Keep it sealed up and don't put cinder blocks or something else heavy on the bags to crush them. I'm sure it will last for years in that state before using.


----------



## ThatGuyWithTheFish (Apr 29, 2012)

Imo, afa > adg


----------



## flight50 (Apr 17, 2012)

I wouldn't consider that a new low price. That was the going price for a 9L about a year or two ago when I was considering AS. They just jacked up the price. With an economy trying to rebound I am sure it didn't help sell their goods by jacking up the prices. Perhaps they have a bit of surplus and in turn lowered the price for the time being.


----------



## Ziggy (Sep 2, 2011)

Man, what a deal. You don't want to know what I priced it at here in Canada.


----------



## ua hua (Oct 30, 2009)

I finally ordered the Aquasoil last night and go to ADG this morning to see "NEW LOWER PRICES 8/16 ON ALL REMAINING ITEMS".

Technically I ordered it on 8/16 because I placed my order after 12:00 but I guess I ordered a few hours too early.

Bad timing I suppose but to anyone else the new price is $39.95


----------



## gus6464 (Dec 19, 2011)

Damn this is making it harder not to buy. How many bags do you think I need for a 90g tank?


----------



## Psiorian (Jun 23, 2013)

Oh man! I'm so glad I clicked on the substrate section.

I would order as many bags as you think you can get.

AFA in SF says they have them in stock but its at the docks. So if you think you need AS any time soon pick it up now while its cheap.


----------



## ua hua (Oct 30, 2009)

gus6464 said:


> Damn this is making it harder not to buy. How many bags do you think I need for a 90g tank?


I think 4-5 would be enough for a 90 gal however I ordered 7 for my 90 gal so I can have quite a slope and maybe a little left over if I need it. I was going to get 8 bags but changed my mind at the last second because i plan to put some lava rock in mesh bags to help fill in some spots. Hopefully I won't regret not getting the eighth bag. $245 for Aquasoil is pretty close to what I paid for the flourite I bought years ago.


----------



## thejoe (May 23, 2013)

Great price! just ordered. This is going to be fun restart with Aqua Soil.


----------



## ua hua (Oct 30, 2009)

thejoe said:


> Great price! just ordered. This is going to be fun restart with Aqua Soil.

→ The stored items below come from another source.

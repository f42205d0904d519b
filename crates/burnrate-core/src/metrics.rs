use serde::{Deserialize, Serialize};

/// Outcome of one successful request/response exchange.
#[derive(Debug, Clone, Default, PartialEq, Serialize, Deserialize)]
pub struct RunMetrics {
    pub content: String,
    /// Seconds until the first non-blank delta, `0.0` if none arrived.
    pub time_to_first_token: f64,
    pub prompt_tokens: u32,
    pub completion_tokens: u32,
}

/// Aggregate for one concurrency level.
#[derive(Debug, Clone, Default, PartialEq, Serialize, Deserialize)]
pub struct BenchmarkResultRow {
    pub concurrency: u32,
    pub generation_throughput: f64,
    pub prompt_throughput: f64,
    pub min_ttft: f64,
    pub max_ttft: f64,
    /// Fraction of requests that completed, in `[0, 1]`.
    pub success_rate: f64,
}
use crate::progress::ProgressSink;

/// Difference between the server's completion count and the running estimate.
pub fn correction_delta(authoritative: u32, estimate: u32) -> i64 {
    i64::from(authoritative) - i64::from(estimate)
}

/// Brings a live progress display in line with the authoritative count.
///
/// Returns the applied delta; nothing is sent when it is zero.
pub fn reconcile(authoritative: u32, estimate: u32, progress: &dyn ProgressSink) -> i64 {
    let delta = correction_delta(authoritative, estimate);
    if delta != 0 {
        tracing::debug!(authoritative, estimate, delta, "Correcting token estimate");
        progress.add(delta);
    }
    delta
}

#[cfg(test)]
mod tests {
    use super::*;
    use crate::testing::Recorder;

    #[test]
    fn test_delta_is_exact() {
        assert_eq!(correction_delta(10, 4), 6);
        assert_eq!(correction_delta(3, 7), -4);
        assert_eq!(correction_delta(5, 5), 0);
    }

    #[test]
    fn test_reconcile_applies_once() {
        let recorder = Recorder::default();
        assert_eq!(reconcile(3, 2, &recorder), 1);
        assert_eq!(recorder.calls(), vec![1]);
    }

    #[test]
    fn test_reconcile_skips_zero_delta() {
        let recorder = Recorder::default();
        assert_eq!(reconcile(4, 4, &recorder), 0);
        assert!(recorder.calls().is_empty());
    }
}
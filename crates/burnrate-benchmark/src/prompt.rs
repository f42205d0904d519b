use rand::Rng;

pub const PROMPT_PREFIX: &str = "Please reply back the following section unchanged: ";

const MIN_WORD_LENGTH: usize = 3;
const MAX_WORD_LENGTH: usize = 10;

fn random_word<R: Rng + ?Sized>(rng: &mut R) -> String {
    let len = rng.gen_range(MIN_WORD_LENGTH..=MAX_WORD_LENGTH);
    (0..len).map(|_| rng.gen_range(b'a'..=b'z') as char).collect()
}

/// Builds an echo prompt of `num_words` random lowercase words.
///
/// The content carries no meaning; it only controls the prompt size so the
/// prompt-processing side of the server is exercised without a corpus.
pub fn random_prompt(num_words: usize) -> String {
    let mut rng = rand::thread_rng();
    let words: Vec<String> = (0..num_words).map(|_| random_word(&mut rng)).collect();
    format!("{}{}", PROMPT_PREFIX, words.join(" "))
}
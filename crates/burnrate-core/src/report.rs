use chrono::{DateTime, Utc};
use serde::{Deserialize, Serialize};

/// Raw completion texts of one concurrency level, persisted as JSON.
#[derive(Debug, Clone, PartialEq, Serialize, Deserialize)]
pub struct OutputArchive {
    pub model_name: String,
    pub concurrency: u32,
    pub timestamp: DateTime<Utc>,
    pub outputs: Vec<String>,
    pub count: usize,
}

impl OutputArchive {
    pub fn new(
        model_name: impl Into<String>,
        concurrency: u32,
        timestamp: DateTime<Utc>,
        outputs: Vec<String>,
    ) -> Self {
        let count = outputs.len();
        Self {
            model_name: model_name.into(),
            concurrency,
            timestamp,
            outputs,
            count,
        }
    }
}

/// Metadata printed above the results table.
#[derive(Debug, Clone, PartialEq, Serialize, Deserialize)]
pub struct ReportMeta {
    pub model_name: String,
    pub input_tokens: u32,
    pub max_tokens: u32,
    pub latency_ms: f64,
}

That's what I was thinking also but then again I might not think so when I start the process of tearing apart my tank.


----------



## thejoe (May 23, 2013)

Ordered today,About how long before getting it? Cant wait!:icon_bigg


----------



## Psiorian (Jun 23, 2013)

ua hua said:


> That's what I was thinking also but then again I might not think so when I start the process of tearing apart my tank.


Tearing apart may suck, but restarting and rescaping is the best part!


----------



## hedge_fund (Jan 1, 2006)

ThatGuyWithTheFish said:


> Imo, afa > adg


Not in the case of their current amazonia prices. Even with shipping it's 40% cheaper on a 9L bag of normal amazonia. I might pick up 10 bags even though I don't need it :thumbsup:


----------



## j03yYunG (Mar 26, 2013)

Fyi, if you guys do order on adgshop.com, email Jeff for additional discount. He'll hook you up with pricing.


----------



## Jester946 (Mar 30, 2013)

ordered several bags, was sad to not see a 9L of powder


----------



## thejoe (May 23, 2013)

I also wanted to buy some powder but at this price it's ok. Should not be that hard to make some of the Aqua Soil into powder. I want to do this for the front of my tank growing HC.


----------



## hedge_fund (Jan 1, 2006)

I have some extra 9L powder bags that I purchased a few months ago....I overestimated and purchased too many.


----------



## midnight64 (Aug 4, 2013)

*Aqua soil*

Newbie to planted aquariums

Is 39.95 the new "special price"?

Trying ti figure out how many bags of amazon 9l for 84x24x30 tank?..

Thanks for any help


----------



## tropicalmackdaddy (Mar 7, 2012)

At AFA its 30 bucks for 9l bag... That seems extra cheap or is that just me??


----------



## thejoe (May 23, 2013)

AFA price sounds very good but, how much is shipping on Aqua Soil?


----------



## tropicalmackdaddy (Mar 7, 2012)

thejoe said:


> AFA price sounds very good but, how much is shipping on Aqua Soil?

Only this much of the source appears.